Winners & Loosers: Rubble Sorting
A friend and I were discussing the current situation, or "mess" as he calls it and he asked a very
pertinent and simple question. Also a very difficult one yet as crucial as it is hard. While I'm not sure an easy answer will roll forward here there are some approaches. Here's the original question:
"Now, I have an interesting and difficult question for you to work around. Can you propose what kind of scenarios we might see in the resolution of all the mess? Who will wind up being the biggest losers? the biggest winners?"
First, let's change the scale and take a couple of different looks at enterprise performance and then ask some questions. Now all of a sudden an entirely different picture emerges where BA is far and away the best performer, on both sub-charts. Despite it's recent dip due to B787 Dreamliner delays. At the same time, if you look at the top sub-chart, the only one of these bellweathers that has come even close to matching the performance of the SP500 is GE. As noted C has dropped big time, ~ 60% so far. And neither PFE nor WMT has done well with declines since '04 of -30% and -15% respectively. So what's going on here ?
Well we have several mantras we like to apply and hope to persuade you to, if not adopt, at least think-thru and be aware of. And which we'll use as our template for further discussions. The three (& there are likely more but let's stick with three for now) are:
1. Economy to Industry to Firm analysis: no firm is entirely immune from general trends and the more it's one of the pack the more that's true. Conversely a true innovator, e.g. Fedex in its' heyday, can defy the overall trends if it's establishing a new business model, industry or solution.
2.Timeframe: back in my days in corporate planning one of the great puzzlements was how major initiatives that had huge payoffs failed to move the market. And conversely how irrelevent short-term data caused it to jump all over. Businesses move in three timeframes.

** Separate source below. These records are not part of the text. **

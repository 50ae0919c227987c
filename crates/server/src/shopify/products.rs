//! Product reads.

use serde_json::Value;
use shelfmark_core::ProductId;

use super::{
    AdminRestClient, ShopifyError,
    types::{Product, ProductEnvelope},
};

impl AdminRestClient {
    /// Fetch `products.json` as returned by Shopify.
    ///
    /// # Errors
    ///
    /// Returns `ShopifyError::Api` on a non-success status.
    pub async fn list_products(&self) -> Result<Value, ShopifyError> {
        self.get("products.json").await?.success()?.json()
    }

    /// Fetch one product with its variants.
    ///
    /// # Errors
    ///
    /// Returns `ShopifyError::Api` on a non-success status.
    pub async fn get_product(&self, product_id: ProductId) -> Result<Product, ShopifyError> {
        let envelope: ProductEnvelope = self
            .get(&format!("products/{product_id}.json"))
            .await?
            .success()?
            .json()?;
        Ok(envelope.product)
    }
}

- Short-term where the run what they have with who they are, say over 12-18 months.
- Intermediate-term where major shifts, investments and adaptations take place, say over 18-36+ months. So, for example, a decision by Frito-Lay to go to Europe is a major strategic effort. Whether it pays off or not depends on how well suited the fundamental DNA of the company aligns with the new market. As WMT found out to its' great chagrin its' model wasn't well-adapted to Europe or Japan but seems to be working better in China and Latin America.

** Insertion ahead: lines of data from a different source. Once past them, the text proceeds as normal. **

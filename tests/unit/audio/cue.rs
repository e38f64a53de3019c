use super::*;

fn cue(time: f64) -> AudioTimecode {
    AudioTimecode {
        time,
        text: None,
        layer_id: None,
        action: None,
    }
}

fn sweep(tracker: &mut CueTracker, cues: &[AudioTimecode], from: f64, to: f64) -> usize {
    let mut fired = 0;
    let mut t = from;
    while t <= to {
        fired += tracker.observe(cues, t, true).len();
        t += 0.016;
    }
    fired
}

#[test]
fn fires_once_per_forward_crossing() {
    let cues = [cue(2.0)];
    let mut tracker = CueTracker::new(1, 0.1);
    assert_eq!(sweep(&mut tracker, &cues, 1.9, 2.3), 1);
    // Still past the cue: no re-fire.
    assert_eq!(sweep(&mut tracker, &cues, 2.0, 2.09), 0);
    // Seek back before the cue and sweep forward again.
    assert!(tracker.observe(&cues, 1.5, true).is_empty());
    assert_eq!(sweep(&mut tracker, &cues, 1.5, 2.5), 1);
}

#[test]
fn paused_clock_never_fires() {
    let cues = [cue(2.0)];
    let mut tracker = CueTracker::new(1, 0.1);
    assert!(tracker.observe(&cues, 2.05, false).is_empty());
    assert_eq!(tracker.observe(&cues, 2.06, true), vec![0]);
}

#[test]
fn landing_past_the_window_does_not_fire() {
    let cues = [cue(2.0), cue(2.05)];
    let mut tracker = CueTracker::new(2, 0.1);
    assert!(tracker.observe(&cues, 3.0, true).is_empty());
    assert_eq!(tracker.observe(&cues, 2.06, true), vec![0, 1]);
}

#[test]
fn highlights_expire_and_restart() {
    let mut h = Highlights::default();
    h.hold("a", 0.5);
    assert!(h.advance(0.3).is_empty());
    h.hold("a", 0.5);
    assert!(h.advance(0.3).is_empty());
    assert_eq!(h.advance(0.2), vec!["a".to_owned()]);
    assert_eq!(h.len(), 0);
}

- Long-term where major innovations in product, markets, business model and/or strategy take place. Apple's recent "firing on all cylinders" success is based on executing well on all fronts but becoming the champion at sustained product innovation that adds value. BA is another good example because its' great success if based on major innovations in design, manufacturing, go-to-market and operations that date back years, if not decades.

3. Enterprise Characteristics: when you get to looking at an individual firm then you have to ask three fundamental questions. First, what's the Business Model and Strategy. Next, what are the operational capabilities, in all timeframes, and are they aligned with the BM etc. And third, what's the Management System - that is can they ensure that we they think they want to do is what they actually do do. GE seems to be as good as anybody in the world at this while Citi appears to give new meaning to the words miserable failure. For each of these example firms we lay out a partially filled in table of the major question areas to investigate.
Here's a couple of things to think about. How much of this sort of thing do the Street analysts do ? Or do they just extrapolate this quarter off into infinity ? And, since we start with the BM and Strategy - for each of these companies how well is it working now ? We'd argue that BA's model has shown superlative returns and will do so again in the future while Citi, as many have argued, has never managed to convert it's story (it only gets to be called a business model when it's working at least partially) into operational delivery. Yet GE which is in most ways much more complicated seems to have mastered the art of making a huge, multi-group, many-division conglomerate enterprise function. And the distance between medical equipment and aircraft engines is a lot farther than that between investment banking and consumer banking, vast as those differences might be to "inside baseball" cognoscenti.
So there's the first two+ questions you can ask for any company - how well is their model working ? And can they make it work ? And where's the information ? On that latter question look around you. MickeyD's recovery based on changing its' model was headline news several years back and any casual skim would tell you something is going on. In the same industry when Howard Shulz broad-sided Starback back last winter it told you that their BM was on the verge of breaking. Lo and behold here we are. And you could have made money going both ways on both companies but a relatively quick investigating of these questions.